_The task:_ Only one stretch of the listing below is wanted. Begin at the line that has "#[derive(Debug, Clone, PartialEq, Eq, Error)]", stop after the line that has "structurally required (the", and repeat every line in between exactly.

_Data for this task:_
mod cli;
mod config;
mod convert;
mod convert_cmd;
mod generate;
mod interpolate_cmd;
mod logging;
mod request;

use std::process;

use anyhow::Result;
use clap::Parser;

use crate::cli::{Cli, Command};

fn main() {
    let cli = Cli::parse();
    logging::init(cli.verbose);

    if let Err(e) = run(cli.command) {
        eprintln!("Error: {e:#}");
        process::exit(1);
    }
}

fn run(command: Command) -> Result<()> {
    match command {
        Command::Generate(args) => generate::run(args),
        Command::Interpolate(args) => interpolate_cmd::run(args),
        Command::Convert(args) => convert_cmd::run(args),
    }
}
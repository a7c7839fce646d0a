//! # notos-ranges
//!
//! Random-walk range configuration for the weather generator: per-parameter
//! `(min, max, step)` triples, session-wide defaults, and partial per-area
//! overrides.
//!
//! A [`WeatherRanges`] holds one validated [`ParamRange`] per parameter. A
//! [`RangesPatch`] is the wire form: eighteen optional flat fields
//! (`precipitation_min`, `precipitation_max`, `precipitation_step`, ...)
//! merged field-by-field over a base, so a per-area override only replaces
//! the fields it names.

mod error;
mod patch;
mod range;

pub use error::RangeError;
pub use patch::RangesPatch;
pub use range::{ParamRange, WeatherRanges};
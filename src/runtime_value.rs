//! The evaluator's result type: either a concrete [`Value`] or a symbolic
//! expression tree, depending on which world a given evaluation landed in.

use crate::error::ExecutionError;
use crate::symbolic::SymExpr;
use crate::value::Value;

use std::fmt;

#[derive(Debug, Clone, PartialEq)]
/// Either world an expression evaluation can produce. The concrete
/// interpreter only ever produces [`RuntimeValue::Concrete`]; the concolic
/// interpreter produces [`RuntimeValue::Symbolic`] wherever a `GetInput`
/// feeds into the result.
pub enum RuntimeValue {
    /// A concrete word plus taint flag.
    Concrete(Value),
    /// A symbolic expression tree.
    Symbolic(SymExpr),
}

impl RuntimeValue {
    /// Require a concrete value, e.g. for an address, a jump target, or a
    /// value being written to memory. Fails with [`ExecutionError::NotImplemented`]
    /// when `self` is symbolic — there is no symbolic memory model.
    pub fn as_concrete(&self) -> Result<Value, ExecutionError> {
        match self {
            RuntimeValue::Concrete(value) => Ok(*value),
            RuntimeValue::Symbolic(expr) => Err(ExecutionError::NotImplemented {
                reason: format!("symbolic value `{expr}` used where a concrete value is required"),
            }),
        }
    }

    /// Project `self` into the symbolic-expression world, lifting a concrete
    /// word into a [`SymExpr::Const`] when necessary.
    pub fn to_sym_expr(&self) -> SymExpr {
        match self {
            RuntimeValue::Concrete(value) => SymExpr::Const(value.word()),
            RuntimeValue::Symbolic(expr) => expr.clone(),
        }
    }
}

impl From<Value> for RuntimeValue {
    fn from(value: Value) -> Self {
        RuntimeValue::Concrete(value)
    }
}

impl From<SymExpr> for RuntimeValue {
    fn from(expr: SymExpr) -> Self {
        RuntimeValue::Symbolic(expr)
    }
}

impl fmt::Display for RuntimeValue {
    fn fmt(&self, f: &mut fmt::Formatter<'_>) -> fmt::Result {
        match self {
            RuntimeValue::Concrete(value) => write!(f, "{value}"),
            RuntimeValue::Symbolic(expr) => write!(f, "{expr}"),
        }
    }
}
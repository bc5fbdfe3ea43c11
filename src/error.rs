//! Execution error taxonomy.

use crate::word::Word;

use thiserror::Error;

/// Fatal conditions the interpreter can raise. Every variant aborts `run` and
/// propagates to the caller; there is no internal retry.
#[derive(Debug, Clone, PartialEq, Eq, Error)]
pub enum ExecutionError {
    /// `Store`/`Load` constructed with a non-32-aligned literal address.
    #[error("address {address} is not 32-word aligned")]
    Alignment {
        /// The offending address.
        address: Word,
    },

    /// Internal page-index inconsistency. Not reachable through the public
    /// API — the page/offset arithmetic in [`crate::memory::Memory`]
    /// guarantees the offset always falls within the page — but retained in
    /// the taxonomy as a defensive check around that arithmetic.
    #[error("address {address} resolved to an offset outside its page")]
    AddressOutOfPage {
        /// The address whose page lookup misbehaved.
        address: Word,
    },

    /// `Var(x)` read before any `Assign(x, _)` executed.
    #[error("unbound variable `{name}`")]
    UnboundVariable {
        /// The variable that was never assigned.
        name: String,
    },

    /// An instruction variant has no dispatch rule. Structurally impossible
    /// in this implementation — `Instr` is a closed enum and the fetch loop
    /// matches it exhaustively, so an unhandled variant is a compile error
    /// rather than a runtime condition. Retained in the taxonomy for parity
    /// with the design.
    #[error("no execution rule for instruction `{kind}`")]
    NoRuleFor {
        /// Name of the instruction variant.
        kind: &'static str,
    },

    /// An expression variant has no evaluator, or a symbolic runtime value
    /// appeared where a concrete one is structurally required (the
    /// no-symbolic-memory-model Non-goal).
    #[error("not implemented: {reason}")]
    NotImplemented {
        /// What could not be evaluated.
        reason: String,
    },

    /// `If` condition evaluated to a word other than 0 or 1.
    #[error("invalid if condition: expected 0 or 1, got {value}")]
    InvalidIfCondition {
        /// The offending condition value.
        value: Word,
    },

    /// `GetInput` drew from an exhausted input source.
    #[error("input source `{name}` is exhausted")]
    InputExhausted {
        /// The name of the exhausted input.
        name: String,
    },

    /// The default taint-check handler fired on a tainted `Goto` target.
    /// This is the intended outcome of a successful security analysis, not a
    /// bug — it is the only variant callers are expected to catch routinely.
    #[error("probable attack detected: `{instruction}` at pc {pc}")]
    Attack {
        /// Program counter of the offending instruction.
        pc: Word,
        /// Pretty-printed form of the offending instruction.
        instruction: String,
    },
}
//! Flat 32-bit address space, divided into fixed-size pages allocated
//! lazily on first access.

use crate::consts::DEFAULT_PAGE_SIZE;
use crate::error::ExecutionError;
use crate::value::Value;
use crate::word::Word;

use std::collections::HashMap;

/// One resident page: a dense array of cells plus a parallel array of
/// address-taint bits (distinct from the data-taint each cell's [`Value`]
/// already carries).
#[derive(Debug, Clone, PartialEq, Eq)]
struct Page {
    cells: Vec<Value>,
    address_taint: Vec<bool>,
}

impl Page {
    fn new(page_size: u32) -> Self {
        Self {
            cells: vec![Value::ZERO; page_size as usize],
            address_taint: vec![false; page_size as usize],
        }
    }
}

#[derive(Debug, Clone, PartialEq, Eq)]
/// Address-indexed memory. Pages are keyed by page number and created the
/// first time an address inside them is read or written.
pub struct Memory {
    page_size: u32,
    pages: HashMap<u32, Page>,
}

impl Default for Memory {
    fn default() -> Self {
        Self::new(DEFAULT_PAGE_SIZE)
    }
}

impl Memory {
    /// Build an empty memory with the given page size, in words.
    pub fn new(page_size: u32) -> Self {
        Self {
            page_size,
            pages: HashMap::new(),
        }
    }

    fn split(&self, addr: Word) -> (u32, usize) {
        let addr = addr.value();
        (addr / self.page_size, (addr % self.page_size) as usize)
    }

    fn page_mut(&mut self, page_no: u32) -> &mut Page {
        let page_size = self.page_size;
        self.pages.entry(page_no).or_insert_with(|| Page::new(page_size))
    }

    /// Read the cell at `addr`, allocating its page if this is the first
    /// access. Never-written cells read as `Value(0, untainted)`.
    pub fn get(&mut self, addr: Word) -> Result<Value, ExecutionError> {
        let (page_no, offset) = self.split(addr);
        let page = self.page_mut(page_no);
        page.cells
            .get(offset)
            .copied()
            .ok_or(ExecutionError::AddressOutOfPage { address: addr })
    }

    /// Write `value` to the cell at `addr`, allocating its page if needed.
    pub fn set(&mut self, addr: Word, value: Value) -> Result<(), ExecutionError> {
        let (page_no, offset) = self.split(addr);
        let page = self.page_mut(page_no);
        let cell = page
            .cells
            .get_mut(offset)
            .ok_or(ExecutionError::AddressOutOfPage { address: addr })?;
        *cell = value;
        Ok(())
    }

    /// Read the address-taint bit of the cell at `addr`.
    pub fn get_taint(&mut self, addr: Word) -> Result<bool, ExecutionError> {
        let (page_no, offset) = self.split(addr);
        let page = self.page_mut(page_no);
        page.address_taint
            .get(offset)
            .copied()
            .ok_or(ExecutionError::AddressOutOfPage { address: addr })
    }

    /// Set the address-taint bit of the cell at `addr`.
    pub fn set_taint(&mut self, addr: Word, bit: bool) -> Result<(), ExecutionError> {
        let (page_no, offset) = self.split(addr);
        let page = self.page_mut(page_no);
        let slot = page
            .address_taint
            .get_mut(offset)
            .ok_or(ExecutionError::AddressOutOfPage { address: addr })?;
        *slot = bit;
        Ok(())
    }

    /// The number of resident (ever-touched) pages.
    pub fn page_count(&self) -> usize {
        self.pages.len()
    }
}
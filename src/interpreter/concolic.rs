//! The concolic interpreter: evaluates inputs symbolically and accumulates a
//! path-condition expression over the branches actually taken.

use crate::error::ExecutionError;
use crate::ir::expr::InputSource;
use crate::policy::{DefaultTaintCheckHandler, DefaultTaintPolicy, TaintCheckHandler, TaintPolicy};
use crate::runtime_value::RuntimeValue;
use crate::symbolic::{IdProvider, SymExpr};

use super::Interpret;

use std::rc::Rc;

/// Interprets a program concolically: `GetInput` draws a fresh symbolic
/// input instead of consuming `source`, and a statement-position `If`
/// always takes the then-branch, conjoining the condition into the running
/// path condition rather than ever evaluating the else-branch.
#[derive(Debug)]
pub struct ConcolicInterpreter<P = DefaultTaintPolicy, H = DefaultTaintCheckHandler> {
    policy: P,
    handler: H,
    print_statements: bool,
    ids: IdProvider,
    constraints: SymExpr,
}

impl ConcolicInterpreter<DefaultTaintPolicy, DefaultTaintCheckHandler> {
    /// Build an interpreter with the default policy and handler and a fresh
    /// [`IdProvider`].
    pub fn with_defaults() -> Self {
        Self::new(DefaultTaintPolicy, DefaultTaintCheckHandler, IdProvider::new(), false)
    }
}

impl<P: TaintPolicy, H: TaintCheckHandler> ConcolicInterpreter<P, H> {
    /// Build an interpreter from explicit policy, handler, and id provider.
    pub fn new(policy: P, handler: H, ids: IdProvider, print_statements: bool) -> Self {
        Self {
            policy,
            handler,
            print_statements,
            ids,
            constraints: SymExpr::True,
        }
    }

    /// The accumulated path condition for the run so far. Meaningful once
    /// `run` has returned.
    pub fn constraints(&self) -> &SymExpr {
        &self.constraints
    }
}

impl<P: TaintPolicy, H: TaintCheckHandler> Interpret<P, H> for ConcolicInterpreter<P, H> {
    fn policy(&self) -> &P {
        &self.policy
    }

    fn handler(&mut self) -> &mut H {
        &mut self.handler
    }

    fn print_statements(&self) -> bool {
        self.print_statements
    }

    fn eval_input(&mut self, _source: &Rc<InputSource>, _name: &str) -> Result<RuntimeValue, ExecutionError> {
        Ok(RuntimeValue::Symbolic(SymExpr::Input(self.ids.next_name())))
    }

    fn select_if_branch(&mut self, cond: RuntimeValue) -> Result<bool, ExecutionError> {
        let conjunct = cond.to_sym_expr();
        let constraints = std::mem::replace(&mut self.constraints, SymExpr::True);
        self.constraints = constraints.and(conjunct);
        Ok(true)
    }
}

_Answer to this exercise:_
#[derive(Debug, Clone, PartialEq, Eq, Error)]
pub enum ExecutionError {
    /// `Store`/`Load` constructed with a non-32-aligned literal address.
    #[error("address {address} is not 32-word aligned")]
    Alignment {
        /// The offending address.
        address: Word,
    },

    /// Internal page-index inconsistency. Not reachable through the public
    /// API — the page/offset arithmetic in [`crate::memory::Memory`]
    /// guarantees the offset always falls within the page — but retained in
    /// the taxonomy as a defensive check around that arithmetic.
    #[error("address {address} resolved to an offset outside its page")]
    AddressOutOfPage {
        /// The address whose page lookup misbehaved.
        address: Word,
    },

    /// `Var(x)` read before any `Assign(x, _)` executed.
    #[error("unbound variable `{name}`")]
    UnboundVariable {
        /// The variable that was never assigned.
        name: String,
    },

    /// An instruction variant has no dispatch rule. Structurally impossible
    /// in this implementation — `Instr` is a closed enum and the fetch loop
    /// matches it exhaustively, so an unhandled variant is a compile error
    /// rather than a runtime condition. Retained in the taxonomy for parity
    /// with the design.
    #[error("no execution rule for instruction `{kind}`")]
    NoRuleFor {
        /// Name of the instruction variant.
        kind: &'static str,
    },

    /// An expression variant has no evaluator, or a symbolic runtime value
    /// appeared where a concrete one is structurally required (the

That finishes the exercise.